__Task brief__: Work through the data line by line, gathering every line that has the word "call".

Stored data
-- Opening Marker --
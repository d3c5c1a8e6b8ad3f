//! Provider seam for external web search.

use async_trait::async_trait;

use crate::provider::ProviderError;

use super::SearchHit;

/// Parameters for one ranked-search call.
#[derive(Clone, Debug)]
pub struct SearchRequest {
    pub query: String,
    /// Results to request from the provider.
    pub num_results: usize,
    /// Language hint (`"ru"`, `"en"`, `"auto"`).
    pub language: String,
    /// Per-hit content enrichment budget, in characters. Zero skips
    /// enrichment entirely.
    pub snippet_chars: usize,
}

/// A backend issuing ranked searches and synthesized research lookups.
///
/// Implementations return raw hits or a [`ProviderError`]; the gateway
/// owns caching, budgets, and the error-as-value conversion.
#[async_trait]
pub trait SearchProvider: Send + Sync {
    /// Ranked search with optional content enrichment.
    async fn search(&self, request: &SearchRequest) -> Result<Vec<SearchHit>, ProviderError>;

    /// Broader research call returning synthesized cross-source findings
    /// instead of a ranked list. Used once, as a fallback.
    async fn research(&self, instructions: &str) -> Result<Vec<SearchHit>, ProviderError>;
}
-- Closing Marker --
__Answer area__:
/// Parameters for one ranked-search call.
    /// Broader research call returning synthesized cross-source findings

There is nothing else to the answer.